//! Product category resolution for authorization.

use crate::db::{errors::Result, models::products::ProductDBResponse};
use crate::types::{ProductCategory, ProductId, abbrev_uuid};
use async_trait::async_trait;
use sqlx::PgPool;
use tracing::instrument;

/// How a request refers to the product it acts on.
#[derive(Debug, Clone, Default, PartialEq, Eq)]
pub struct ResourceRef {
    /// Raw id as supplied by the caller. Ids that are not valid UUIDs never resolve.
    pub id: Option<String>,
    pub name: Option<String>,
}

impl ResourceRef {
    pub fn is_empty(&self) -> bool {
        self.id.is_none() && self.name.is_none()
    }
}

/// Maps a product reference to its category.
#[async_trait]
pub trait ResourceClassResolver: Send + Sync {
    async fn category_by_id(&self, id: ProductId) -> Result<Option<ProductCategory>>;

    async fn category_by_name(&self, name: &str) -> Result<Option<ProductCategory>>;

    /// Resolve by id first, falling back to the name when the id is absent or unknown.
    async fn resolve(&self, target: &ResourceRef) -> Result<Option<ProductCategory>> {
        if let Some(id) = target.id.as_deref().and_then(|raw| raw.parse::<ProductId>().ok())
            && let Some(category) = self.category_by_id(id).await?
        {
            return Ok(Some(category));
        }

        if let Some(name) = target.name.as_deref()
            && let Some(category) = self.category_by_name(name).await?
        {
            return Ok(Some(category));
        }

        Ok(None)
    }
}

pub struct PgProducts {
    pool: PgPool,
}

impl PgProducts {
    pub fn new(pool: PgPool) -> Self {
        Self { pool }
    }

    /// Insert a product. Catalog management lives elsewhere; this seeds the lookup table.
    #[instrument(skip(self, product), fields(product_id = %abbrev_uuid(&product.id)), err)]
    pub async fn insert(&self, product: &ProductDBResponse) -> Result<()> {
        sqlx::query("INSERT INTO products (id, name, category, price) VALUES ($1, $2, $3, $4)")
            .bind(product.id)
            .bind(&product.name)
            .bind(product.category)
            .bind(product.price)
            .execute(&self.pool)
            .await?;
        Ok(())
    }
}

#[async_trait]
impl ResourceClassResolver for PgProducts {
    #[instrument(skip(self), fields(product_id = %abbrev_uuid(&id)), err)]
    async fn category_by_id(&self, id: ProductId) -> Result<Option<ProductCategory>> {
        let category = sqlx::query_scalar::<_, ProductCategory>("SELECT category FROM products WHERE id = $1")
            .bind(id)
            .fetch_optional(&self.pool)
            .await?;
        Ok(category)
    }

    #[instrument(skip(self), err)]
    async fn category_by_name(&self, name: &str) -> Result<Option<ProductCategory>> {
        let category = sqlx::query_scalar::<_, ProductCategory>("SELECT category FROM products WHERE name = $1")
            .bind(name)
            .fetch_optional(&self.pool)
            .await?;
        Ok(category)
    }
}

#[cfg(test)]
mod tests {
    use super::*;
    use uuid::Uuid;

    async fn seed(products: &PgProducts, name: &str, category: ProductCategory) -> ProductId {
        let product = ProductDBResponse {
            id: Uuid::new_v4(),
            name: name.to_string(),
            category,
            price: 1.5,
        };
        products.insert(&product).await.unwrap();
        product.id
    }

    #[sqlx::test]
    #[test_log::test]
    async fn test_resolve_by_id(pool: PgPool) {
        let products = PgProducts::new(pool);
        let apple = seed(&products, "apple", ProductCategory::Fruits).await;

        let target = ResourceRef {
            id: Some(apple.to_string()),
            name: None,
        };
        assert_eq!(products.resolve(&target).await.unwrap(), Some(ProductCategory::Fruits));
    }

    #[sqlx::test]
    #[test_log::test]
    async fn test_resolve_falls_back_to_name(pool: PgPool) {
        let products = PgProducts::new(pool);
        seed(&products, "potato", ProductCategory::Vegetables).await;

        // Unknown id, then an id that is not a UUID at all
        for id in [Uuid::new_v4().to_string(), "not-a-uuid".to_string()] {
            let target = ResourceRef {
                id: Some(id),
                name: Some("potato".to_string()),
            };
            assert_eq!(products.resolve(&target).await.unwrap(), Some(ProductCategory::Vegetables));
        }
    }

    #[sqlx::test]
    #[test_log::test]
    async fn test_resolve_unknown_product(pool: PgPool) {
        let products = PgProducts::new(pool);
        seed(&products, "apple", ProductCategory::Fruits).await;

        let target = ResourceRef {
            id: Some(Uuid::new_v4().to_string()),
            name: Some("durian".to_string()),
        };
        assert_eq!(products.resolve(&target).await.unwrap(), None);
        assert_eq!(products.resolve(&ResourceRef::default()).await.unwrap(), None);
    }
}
* * *
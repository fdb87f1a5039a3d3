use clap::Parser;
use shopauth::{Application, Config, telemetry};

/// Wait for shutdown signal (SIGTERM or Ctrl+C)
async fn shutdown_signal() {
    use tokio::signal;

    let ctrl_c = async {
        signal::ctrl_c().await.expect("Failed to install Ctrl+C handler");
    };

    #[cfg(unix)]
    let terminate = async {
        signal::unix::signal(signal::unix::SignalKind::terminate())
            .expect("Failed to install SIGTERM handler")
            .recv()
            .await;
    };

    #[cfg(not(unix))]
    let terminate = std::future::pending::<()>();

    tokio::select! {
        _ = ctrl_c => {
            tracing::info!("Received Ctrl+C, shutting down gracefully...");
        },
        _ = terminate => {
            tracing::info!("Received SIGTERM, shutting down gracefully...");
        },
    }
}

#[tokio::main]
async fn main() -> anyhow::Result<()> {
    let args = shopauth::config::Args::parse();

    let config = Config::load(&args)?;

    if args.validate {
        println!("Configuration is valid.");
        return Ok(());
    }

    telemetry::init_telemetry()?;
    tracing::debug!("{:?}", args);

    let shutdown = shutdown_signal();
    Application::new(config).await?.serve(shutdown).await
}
* * *
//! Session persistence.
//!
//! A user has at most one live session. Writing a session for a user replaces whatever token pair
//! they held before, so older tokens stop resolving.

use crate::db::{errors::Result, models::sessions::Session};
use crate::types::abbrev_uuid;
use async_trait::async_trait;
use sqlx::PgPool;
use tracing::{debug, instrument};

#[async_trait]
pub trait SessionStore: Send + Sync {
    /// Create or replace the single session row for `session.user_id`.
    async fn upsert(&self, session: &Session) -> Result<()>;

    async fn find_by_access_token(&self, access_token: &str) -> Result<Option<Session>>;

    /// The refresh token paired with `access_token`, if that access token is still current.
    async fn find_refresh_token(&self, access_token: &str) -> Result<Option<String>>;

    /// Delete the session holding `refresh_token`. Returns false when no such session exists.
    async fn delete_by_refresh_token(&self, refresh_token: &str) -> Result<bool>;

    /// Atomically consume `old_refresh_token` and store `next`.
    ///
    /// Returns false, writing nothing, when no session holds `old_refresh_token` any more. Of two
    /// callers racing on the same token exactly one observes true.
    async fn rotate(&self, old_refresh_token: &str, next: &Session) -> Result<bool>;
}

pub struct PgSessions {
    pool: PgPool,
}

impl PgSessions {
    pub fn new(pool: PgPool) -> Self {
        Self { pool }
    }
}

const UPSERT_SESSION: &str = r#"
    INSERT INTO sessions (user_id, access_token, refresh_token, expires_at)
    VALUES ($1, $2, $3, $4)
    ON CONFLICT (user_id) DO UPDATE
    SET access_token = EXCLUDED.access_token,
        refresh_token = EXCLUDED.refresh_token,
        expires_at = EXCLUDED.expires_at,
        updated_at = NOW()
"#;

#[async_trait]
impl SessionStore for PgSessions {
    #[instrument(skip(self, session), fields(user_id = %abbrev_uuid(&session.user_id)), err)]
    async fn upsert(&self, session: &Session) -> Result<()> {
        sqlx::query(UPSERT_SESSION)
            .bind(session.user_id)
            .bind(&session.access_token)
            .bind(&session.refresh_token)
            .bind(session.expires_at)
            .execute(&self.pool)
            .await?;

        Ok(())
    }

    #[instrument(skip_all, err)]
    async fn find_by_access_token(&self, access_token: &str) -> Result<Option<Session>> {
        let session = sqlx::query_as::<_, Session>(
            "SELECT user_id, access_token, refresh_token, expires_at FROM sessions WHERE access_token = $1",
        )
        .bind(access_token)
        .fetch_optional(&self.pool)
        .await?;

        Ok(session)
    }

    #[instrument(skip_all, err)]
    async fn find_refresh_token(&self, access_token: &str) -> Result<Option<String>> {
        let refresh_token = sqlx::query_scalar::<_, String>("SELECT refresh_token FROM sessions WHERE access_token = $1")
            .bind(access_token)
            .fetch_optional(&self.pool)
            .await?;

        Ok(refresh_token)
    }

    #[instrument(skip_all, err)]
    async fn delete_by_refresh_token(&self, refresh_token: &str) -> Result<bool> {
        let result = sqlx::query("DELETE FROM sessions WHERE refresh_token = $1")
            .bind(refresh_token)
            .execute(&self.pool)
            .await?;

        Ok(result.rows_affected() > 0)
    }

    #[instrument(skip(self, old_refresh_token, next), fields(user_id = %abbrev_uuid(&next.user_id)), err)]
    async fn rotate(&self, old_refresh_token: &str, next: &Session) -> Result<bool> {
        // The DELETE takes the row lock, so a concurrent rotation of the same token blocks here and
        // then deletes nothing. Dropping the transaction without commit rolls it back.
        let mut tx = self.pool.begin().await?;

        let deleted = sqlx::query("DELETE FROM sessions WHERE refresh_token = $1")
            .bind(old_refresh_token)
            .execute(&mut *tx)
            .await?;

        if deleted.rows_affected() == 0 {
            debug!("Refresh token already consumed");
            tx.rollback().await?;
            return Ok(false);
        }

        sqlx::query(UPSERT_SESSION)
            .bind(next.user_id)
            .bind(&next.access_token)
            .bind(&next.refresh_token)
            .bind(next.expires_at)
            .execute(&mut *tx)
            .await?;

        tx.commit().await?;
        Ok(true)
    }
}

#### About this exercise
What lines in the data above contain the word "apple"? Copy them all.

#### Completed exercise
        let apple = seed(&products, "apple", ProductCategory::Fruits).await;
            id: Some(apple.to_string()),
        seed(&products, "apple", ProductCategory::Fruits).await;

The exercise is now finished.